Perry is a town in Dane County, Wisconsin, United States. The population was 737 at the 2020 census. The unincorporated communities of Daleyville and Forward are located in the town.

==Geography==
According to the United States Census Bureau, the town has a total area of 36.1 square miles (93.6 km^{2}), all of it land.

==Demographics==
At the 2000 census there were 670 people, 253 households, and 197 families living in the town. The population density was 18.5 people per square mile (7.2/km^{2}). There were 263 housing units at an average density of 7.3 per square mile (2.8/km^{2}). The racial makeup of the town was 98.36% White, 0.30% African American, 0.60% Asian, and 0.75% from two or more races. Hispanic or Latino of any race were 0.75%.

Of the 253 households 34.0% had children under the age of 18 living with them, 67.6% were married couples living together, 4.3% had a female householder with no husband present, and 22.1% were non-families. 15.4% of households were one person and 2.4% were one person aged 65 or older. The average household size was 2.65 and the average family size was 2.98.

The age distribution was 25.5% under the age of 18, 3.1% from 18 to 24, 33.1% from 25 to 44, 28.7% from 45 to 64, and 9.6% 65 or older.

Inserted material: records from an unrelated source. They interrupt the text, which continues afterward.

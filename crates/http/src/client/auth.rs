//! Authentication API client methods

use super::{ClientError, DataNovaClient};
use crate::types::{Credentials, ErrorBody, LoginResponse, RegistrationRequest, User};
use reqwest::Method;
use tracing::debug;

/// Fallback message when a login error carries no usable detail
const LOGIN_FALLBACK: &str = "Identifiants invalides";

/// Fallback message when a registration error carries no usable detail
const REGISTER_FALLBACK: &str = "Erreur lors de l'inscription";

impl DataNovaClient {
    /// Authenticate with email and password
    pub async fn login(&self, credentials: &Credentials) -> Result<LoginResponse, ClientError> {
        let response = self
            .request(Method::POST, "/api/auth/login")
            .json(credentials)
            .send()
            .await?;

        let status = response.status();
        if status.is_success() {
            Ok(response.json().await?)
        } else {
            let message = error_message(response, LOGIN_FALLBACK).await;
            debug!(status = status.as_u16(), "login rejected");
            Err(ClientError::AuthenticationFailed(message))
        }
    }

    /// Create a new account. Establishing a session is a separate
    /// [`login`](Self::login) call
    pub async fn register(&self, data: &RegistrationRequest) -> Result<User, ClientError> {
        let response = self
            .request(Method::POST, "/api/auth/register")
            .json(data)
            .send()
            .await?;

        let status = response.status();
        if status.is_success() {
            Ok(response.json().await?)
        } else {
            let message = error_message(response, REGISTER_FALLBACK).await;
            debug!(status = status.as_u16(), "registration rejected");
            Err(ClientError::Validation(message))
        }
    }
}

/// Flatten an error response body into a single message, falling back when
/// the body is not a recognizable error envelope
async fn error_message(response: reqwest::Response, fallback: &str) -> String {
    let Ok(body) = response.text().await else {
        return fallback.to_string();
    };

    match serde_json::from_str::<ErrorBody>(&body) {
        Ok(ErrorBody {
            detail: Some(detail),
        }) => detail.into_message(),
        _ => fallback.to_string(),
    }
}
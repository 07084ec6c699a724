//! Wire types and HTTP client for the DataNova API
//!
//! The `client` feature (enabled by default) provides [`client::DataNovaClient`],
//! the reqwest-backed client the front-end uses to reach the auth endpoints.

pub mod types;

#[cfg(feature = "client")]
pub mod client;

#[cfg(feature = "client")]
pub use client::{DataNovaClient, error::ClientError};
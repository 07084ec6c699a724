//! DataNova HTTP client

pub mod auth;
pub mod error;

use error::ClientError;
use reqwest::{Client, ClientBuilder, header};
use std::time::Duration;

/// DataNova API client
#[derive(Clone)]
pub struct DataNovaClient {
    client: Client,
    base_url: String,
    token: Option<String>,
}

impl DataNovaClient {
    /// Create a new client with default configuration
    pub fn new(base_url: impl Into<String>) -> Result<Self, ClientError> {
        Self::builder().base_url(base_url).build()
    }

    /// Create a new client builder
    pub fn builder() -> DataNovaClientBuilder {
        DataNovaClientBuilder::default()
    }

    /// Get the base URL
    pub fn base_url(&self) -> &str {
        &self.base_url
    }

    /// Derive a client that sends the given session token, sharing the
    /// underlying connection pool
    pub fn with_token(&self, token: impl Into<String>) -> Self {
        Self {
            client: self.client.clone(),
            base_url: self.base_url.clone(),
            token: Some(token.into()),
        }
    }

    /// Create a request builder, attaching the session token when one is held
    pub fn request(&self, method: reqwest::Method, path: &str) -> reqwest::RequestBuilder {
        let url = format!("{}{}", self.base_url, path);
        let mut request = self.client.request(method, url);

        if let Some(token) = &self.token {
            request = request.header(header::AUTHORIZATION, format!("Bearer {token}"));
        }

        request
    }
}

/// Builder for DataNovaClient
#[derive(Default)]
pub struct DataNovaClientBuilder {
    base_url: Option<String>,
    token: Option<String>,
    timeout: Option<Duration>,
    user_agent: Option<String>,
}

impl DataNovaClientBuilder {
    /// Set the base URL
    pub fn base_url(mut self, url: impl Into<String>) -> Self {
        self.base_url = Some(url.into());
        self
    }

    /// Set the session token for authentication
    pub fn token(mut self, token: impl Into<String>) -> Self {
        self.token = Some(token.into());
        self
    }

    /// Set the request timeout
    pub fn timeout(mut self, timeout: Duration) -> Self {
        self.timeout = Some(timeout);
        self
    }

    /// Set the user agent
    pub fn user_agent(mut self, agent: impl Into<String>) -> Self {
        self.user_agent = Some(agent.into());
        self
    }

    /// Build the client
    pub fn build(self) -> Result<DataNovaClient, ClientError> {
        let base_url = self
            .base_url
            .ok_or_else(|| ClientError::Configuration("base_url is required".into()))?;

        // Ensure base_url ends without a trailing slash
        let base_url = base_url.trim_end_matches('/').to_string();

        let mut client_builder = ClientBuilder::new();

        #[cfg(not(target_arch = "wasm32"))]
        if let Some(timeout) = self.timeout {
            client_builder = client_builder.timeout(timeout);
        }

        #[cfg(target_arch = "wasm32")]
        let _ = self.timeout; // Timeouts not supported on WASM

        if let Some(user_agent) = self.user_agent {
            client_builder = client_builder.user_agent(user_agent);
        } else {
            client_builder = client_builder.user_agent("datanova-client/0.1.0");
        }

        let client = client_builder.build()?;

        Ok(DataNovaClient {
            client,
            base_url,
            token: self.token,
        })
    }
}
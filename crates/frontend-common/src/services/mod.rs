pub mod auth;

pub use auth::{SessionClient, SessionError};
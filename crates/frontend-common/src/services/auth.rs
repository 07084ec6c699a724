//! Session lifecycle service
//!
//! Mediates between the caller, the DataNova auth API, and the injected
//! session store: login persists the token and the serialized user profile,
//! logout clears them, and the read operations answer authenticated-state
//! queries without touching the network.

use datanova_http::client::{DataNovaClient, error::ClientError};
use datanova_http::types::{Credentials, RegistrationRequest, User};
use thiserror::Error;
use tracing::debug;

use crate::config::AuthConfig;
use crate::storage::SessionStore;

/// Session service error types
#[derive(Debug, Error)]
pub enum SessionError {
    /// Error from the underlying API client
    #[error(transparent)]
    Client(#[from] ClientError),

    /// The stored user record is not valid JSON
    #[error("Corrupt session record: {0}")]
    CorruptSession(#[from] serde_json::Error),
}

/// Session client over an injected API client and store
pub struct SessionClient<S> {
    client: DataNovaClient,
    store: S,
}

impl<S: SessionStore> SessionClient<S> {
    /// Create a new session client
    pub fn new(client: DataNovaClient, store: S) -> Self {
        Self { client, store }
    }

    /// Authenticate and persist the session.
    ///
    /// The token and the serialized user profile are written as two
    /// independent writes, token first; a crash between them can leave a
    /// token behind without a profile.
    pub async fn login(&self, credentials: &Credentials) -> Result<User, SessionError> {
        let response = self.client.login(credentials).await?;

        let serialized = serde_json::to_string(&response.user)?;
        self.store.set(AuthConfig::TOKEN_KEY, &response.token);
        self.store.set(AuthConfig::USER_KEY, &serialized);
        debug!(user = %response.user.email, "session established");

        Ok(response.user)
    }

    /// Create a new account. Does not establish a session; the caller
    /// follows up with [`login`](Self::login)
    pub async fn register(&self, data: &RegistrationRequest) -> Result<User, SessionError> {
        Ok(self.client.register(data).await?)
    }

    /// Clear the persisted session. A no-op when no session exists
    pub fn logout(&self) {
        self.store.remove(AuthConfig::TOKEN_KEY);
        self.store.remove(AuthConfig::USER_KEY);
        debug!("session cleared");
    }

    /// The persisted session token, if any
    pub fn token(&self) -> Option<String> {
        self.store.get(AuthConfig::TOKEN_KEY)
    }

    /// The persisted user profile, if any.
    ///
    /// A stored record that does not parse fails with
    /// [`SessionError::CorruptSession`]; a tampered record is surfaced,
    /// not healed.
    pub fn user(&self) -> Result<Option<User>, SessionError> {
        match self.store.get(AuthConfig::USER_KEY) {
            Some(raw) => Ok(Some(serde_json::from_str(&raw)?)),
            None => Ok(None),
        }
    }

    /// Whether a session token is present
    pub fn is_authenticated(&self) -> bool {
        self.token().is_some_and(|token| !token.is_empty())
    }

    /// Derive an API client that sends the persisted session token, or
    /// `None` when logged out
    pub fn authenticated_client(&self) -> Option<DataNovaClient> {
        self.token().map(|token| self.client.with_token(token))
    }
}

The median age was 40 years. For every 100 females, there were 104.9 males. For every 100 females age 18 and over, there were 107.1 males.

The median household income was $57,125 and the median family income was $62,222. Males had a median income of $38,906 versus $24,875 for females. The per capita income for the town was $22,596. About 5.0% of families and 6.2% of the population were below the poverty line, including 6.1% of those under age 18 and 6.7% of those age 65 or over.